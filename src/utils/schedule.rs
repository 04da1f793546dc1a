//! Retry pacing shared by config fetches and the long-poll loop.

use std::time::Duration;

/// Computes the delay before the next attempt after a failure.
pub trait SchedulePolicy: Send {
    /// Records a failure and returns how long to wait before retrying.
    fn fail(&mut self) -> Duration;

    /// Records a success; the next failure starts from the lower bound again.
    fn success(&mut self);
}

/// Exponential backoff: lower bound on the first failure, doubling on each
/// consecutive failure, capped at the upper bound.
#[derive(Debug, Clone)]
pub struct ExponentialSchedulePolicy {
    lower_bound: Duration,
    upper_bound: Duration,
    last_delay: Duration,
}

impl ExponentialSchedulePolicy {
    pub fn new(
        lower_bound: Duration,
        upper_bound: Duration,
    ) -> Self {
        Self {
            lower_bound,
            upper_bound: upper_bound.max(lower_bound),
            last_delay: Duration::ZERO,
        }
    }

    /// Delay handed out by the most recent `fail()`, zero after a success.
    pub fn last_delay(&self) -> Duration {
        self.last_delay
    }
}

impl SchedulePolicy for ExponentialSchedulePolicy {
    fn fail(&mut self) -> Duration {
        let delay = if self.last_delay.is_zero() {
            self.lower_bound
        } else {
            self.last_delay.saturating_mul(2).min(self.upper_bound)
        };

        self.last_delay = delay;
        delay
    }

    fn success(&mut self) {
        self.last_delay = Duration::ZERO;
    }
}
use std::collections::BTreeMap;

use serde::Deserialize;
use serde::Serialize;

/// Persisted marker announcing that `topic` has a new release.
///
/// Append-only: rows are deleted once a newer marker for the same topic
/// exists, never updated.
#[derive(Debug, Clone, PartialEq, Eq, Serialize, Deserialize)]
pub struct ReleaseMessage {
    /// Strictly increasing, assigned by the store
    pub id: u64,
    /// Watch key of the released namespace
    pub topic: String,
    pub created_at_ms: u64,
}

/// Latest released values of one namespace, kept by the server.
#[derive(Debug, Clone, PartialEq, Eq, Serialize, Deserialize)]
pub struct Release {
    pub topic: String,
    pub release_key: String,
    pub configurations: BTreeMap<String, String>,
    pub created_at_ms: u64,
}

--

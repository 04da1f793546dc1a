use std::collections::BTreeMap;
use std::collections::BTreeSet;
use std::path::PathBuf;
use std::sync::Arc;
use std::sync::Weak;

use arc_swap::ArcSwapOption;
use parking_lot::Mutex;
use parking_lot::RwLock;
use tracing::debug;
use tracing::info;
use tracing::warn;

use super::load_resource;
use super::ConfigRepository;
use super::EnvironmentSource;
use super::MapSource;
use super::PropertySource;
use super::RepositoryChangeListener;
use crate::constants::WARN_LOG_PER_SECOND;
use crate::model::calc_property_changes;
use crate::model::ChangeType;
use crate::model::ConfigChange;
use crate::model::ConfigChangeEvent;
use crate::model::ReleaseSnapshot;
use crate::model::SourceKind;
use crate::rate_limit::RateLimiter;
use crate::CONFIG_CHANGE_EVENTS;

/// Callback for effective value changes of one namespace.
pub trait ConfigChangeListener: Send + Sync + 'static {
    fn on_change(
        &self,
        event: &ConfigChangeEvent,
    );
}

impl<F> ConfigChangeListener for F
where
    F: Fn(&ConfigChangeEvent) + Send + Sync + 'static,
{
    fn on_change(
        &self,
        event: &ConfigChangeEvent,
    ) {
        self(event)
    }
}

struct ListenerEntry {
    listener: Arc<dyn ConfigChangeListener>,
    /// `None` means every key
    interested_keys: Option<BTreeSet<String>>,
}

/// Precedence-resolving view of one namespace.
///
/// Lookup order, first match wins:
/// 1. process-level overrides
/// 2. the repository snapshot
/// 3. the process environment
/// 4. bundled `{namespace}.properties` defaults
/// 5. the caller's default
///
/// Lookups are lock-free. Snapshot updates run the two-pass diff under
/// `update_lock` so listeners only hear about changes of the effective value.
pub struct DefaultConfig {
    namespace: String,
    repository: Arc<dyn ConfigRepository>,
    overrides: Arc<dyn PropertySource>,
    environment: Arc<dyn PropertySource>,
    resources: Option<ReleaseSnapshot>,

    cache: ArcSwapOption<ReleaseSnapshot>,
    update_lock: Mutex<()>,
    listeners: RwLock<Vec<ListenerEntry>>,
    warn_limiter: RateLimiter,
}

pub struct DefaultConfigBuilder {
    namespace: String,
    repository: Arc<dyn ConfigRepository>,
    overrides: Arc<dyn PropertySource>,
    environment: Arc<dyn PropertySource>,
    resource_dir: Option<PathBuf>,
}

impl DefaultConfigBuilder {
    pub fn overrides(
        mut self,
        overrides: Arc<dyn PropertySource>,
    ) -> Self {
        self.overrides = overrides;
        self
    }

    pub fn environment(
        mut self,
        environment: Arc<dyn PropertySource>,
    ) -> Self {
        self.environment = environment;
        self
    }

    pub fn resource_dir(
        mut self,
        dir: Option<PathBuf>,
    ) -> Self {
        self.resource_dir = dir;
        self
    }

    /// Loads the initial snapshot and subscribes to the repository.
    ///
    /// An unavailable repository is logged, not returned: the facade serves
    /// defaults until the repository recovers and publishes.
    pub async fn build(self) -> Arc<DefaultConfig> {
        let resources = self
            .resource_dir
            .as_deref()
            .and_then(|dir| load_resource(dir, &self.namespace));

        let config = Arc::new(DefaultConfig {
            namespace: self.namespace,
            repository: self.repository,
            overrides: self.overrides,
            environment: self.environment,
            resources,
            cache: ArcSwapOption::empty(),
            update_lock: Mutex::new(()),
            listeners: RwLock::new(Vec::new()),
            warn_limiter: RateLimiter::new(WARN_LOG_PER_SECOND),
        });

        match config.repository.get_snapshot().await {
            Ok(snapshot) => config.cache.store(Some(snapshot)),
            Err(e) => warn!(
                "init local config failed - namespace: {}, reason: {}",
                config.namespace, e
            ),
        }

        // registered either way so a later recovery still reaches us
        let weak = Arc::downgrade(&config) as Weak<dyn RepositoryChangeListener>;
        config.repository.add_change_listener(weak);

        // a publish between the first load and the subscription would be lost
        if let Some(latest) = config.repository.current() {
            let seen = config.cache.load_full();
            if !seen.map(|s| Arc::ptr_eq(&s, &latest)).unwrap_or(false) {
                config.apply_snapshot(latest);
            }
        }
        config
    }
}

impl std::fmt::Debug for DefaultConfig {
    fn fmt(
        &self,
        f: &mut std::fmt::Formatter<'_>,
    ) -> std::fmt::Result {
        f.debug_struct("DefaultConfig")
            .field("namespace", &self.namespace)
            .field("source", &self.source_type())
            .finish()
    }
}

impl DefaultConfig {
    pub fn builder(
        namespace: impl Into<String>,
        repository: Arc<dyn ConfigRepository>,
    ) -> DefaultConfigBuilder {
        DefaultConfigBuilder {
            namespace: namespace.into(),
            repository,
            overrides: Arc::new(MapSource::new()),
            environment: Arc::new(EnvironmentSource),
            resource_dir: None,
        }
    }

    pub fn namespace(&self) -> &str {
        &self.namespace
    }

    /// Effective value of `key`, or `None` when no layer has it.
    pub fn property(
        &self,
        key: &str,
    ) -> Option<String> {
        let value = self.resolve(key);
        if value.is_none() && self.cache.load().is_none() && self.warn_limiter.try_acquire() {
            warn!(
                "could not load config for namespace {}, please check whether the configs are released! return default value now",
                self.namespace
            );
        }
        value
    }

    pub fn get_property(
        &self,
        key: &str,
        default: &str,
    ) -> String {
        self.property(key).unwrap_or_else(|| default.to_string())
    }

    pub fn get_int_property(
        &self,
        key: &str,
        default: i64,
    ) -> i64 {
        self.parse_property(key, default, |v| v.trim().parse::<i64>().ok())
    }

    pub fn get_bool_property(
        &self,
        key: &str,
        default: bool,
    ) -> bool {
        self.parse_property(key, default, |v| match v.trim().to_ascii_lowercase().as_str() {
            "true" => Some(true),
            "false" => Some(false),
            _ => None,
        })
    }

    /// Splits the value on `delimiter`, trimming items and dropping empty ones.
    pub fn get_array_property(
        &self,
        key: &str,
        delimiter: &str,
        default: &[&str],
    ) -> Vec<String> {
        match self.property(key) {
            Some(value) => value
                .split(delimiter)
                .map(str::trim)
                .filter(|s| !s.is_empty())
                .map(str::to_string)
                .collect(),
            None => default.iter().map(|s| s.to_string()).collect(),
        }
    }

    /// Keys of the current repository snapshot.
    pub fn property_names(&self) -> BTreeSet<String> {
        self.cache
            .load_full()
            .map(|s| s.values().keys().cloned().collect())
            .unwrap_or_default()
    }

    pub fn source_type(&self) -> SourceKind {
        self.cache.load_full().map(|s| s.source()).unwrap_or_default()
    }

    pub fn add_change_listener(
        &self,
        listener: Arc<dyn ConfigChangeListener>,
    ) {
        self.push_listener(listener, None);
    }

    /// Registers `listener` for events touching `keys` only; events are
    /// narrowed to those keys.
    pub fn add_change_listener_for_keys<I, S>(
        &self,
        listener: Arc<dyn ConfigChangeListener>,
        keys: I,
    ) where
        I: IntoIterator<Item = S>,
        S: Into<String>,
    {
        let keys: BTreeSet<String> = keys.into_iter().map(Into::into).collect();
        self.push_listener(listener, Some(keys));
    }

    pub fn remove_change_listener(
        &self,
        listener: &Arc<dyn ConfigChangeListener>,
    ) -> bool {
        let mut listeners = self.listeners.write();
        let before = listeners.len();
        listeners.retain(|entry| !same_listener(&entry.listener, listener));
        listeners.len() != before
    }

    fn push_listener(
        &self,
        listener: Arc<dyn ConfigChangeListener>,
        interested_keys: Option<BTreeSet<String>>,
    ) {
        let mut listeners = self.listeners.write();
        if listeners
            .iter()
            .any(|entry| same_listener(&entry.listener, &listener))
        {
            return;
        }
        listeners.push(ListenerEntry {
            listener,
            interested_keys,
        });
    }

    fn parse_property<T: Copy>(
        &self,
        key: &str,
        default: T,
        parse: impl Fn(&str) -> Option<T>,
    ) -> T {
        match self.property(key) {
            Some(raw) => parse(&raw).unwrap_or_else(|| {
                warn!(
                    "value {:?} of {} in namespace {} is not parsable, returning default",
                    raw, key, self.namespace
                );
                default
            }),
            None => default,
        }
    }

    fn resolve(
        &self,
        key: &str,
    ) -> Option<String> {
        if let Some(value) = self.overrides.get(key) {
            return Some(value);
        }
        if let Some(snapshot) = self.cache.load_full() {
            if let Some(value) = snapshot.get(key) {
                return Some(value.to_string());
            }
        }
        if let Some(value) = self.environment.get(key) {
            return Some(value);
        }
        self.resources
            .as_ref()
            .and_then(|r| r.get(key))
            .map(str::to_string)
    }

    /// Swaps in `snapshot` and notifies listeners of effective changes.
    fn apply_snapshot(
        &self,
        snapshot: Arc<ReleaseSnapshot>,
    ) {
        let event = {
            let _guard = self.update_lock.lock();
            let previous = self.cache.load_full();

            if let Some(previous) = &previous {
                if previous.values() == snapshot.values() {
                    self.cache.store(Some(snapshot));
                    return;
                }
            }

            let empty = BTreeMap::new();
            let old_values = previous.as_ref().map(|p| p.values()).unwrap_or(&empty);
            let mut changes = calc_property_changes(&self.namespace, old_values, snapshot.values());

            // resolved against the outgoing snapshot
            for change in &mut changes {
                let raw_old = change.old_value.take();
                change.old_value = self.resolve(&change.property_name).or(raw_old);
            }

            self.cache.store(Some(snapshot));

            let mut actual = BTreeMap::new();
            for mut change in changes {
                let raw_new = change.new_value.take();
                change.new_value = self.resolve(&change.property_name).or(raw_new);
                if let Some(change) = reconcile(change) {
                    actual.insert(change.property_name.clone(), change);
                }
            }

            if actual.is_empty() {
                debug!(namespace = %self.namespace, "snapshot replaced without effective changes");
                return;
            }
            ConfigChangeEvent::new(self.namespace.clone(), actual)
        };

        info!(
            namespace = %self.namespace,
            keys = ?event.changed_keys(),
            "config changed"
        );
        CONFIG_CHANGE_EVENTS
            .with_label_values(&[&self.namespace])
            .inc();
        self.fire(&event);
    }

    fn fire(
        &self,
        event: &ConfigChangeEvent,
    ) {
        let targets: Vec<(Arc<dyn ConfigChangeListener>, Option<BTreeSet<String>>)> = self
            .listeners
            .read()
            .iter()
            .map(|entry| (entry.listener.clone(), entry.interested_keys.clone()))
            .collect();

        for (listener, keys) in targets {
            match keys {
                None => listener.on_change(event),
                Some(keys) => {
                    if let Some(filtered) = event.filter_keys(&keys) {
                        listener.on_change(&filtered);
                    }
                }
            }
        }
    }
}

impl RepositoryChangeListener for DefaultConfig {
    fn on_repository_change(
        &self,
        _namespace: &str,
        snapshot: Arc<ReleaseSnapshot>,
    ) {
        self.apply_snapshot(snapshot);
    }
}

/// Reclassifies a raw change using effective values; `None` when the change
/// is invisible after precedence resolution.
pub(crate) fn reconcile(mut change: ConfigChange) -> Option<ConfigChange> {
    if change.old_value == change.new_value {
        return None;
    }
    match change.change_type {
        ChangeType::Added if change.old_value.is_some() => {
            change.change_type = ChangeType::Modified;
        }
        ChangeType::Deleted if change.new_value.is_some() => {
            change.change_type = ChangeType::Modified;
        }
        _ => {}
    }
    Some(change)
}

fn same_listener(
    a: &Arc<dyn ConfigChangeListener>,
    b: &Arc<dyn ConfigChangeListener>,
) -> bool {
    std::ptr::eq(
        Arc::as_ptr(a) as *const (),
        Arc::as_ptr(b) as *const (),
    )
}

--

## Task to carry out
Using the listing, filter for "success" and return the matching lines.

## Exercise solution
    /// Records a success; the next failure starts from the lower bound again.
    fn success(&mut self);
    /// Delay handed out by the most recent `fail()`, zero after a success.
    fn success(&mut self) {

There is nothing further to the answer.